*Your goal*:
For the entries presented below, indicate the number of lines that include the word "right", adding nothing else.

- Opening Delimiter -

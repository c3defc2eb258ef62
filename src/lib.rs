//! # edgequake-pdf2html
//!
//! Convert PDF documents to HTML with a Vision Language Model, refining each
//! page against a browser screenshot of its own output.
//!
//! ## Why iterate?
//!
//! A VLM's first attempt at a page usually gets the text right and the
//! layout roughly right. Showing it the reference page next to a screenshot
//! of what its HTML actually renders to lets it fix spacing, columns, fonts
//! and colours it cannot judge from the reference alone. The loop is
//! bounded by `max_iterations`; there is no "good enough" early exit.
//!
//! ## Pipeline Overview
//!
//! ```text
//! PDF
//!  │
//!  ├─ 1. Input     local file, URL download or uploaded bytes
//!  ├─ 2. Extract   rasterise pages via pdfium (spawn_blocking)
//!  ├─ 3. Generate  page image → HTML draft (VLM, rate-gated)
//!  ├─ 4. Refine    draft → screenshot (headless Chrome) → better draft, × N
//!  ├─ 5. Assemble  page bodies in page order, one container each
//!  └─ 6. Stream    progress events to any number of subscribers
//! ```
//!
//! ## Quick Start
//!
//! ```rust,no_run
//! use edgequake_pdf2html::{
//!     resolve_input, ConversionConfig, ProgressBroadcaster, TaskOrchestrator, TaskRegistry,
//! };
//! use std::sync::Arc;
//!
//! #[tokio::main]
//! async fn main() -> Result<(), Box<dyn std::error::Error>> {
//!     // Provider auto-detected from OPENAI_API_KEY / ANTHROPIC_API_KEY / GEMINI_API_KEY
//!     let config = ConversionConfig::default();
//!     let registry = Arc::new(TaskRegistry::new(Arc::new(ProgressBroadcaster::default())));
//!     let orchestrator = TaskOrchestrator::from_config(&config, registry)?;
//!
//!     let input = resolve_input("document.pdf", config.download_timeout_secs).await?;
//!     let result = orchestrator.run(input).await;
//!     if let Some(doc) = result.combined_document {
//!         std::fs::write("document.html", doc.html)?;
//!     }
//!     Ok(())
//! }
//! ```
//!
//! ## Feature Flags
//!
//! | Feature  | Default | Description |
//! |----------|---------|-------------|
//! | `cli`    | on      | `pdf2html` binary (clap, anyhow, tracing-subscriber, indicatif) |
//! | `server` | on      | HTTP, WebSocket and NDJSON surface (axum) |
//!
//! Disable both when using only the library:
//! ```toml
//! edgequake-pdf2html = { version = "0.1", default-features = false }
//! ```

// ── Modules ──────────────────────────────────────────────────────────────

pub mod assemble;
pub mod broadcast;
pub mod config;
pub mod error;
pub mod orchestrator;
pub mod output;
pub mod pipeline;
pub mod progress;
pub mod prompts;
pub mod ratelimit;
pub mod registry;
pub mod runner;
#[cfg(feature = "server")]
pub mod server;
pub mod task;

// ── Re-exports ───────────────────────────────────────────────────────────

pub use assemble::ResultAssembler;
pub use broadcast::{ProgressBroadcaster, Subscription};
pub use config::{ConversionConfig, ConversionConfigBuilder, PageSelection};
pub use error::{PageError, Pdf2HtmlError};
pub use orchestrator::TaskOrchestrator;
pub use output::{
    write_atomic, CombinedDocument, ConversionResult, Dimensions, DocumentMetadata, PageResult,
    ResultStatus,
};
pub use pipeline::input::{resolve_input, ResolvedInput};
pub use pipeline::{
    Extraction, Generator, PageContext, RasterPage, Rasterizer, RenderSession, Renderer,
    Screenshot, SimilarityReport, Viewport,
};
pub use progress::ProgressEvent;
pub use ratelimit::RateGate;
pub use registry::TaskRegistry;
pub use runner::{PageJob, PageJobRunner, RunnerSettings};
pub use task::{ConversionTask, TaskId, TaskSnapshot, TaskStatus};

- Closing Delimiter -

*Solution to this task*:
2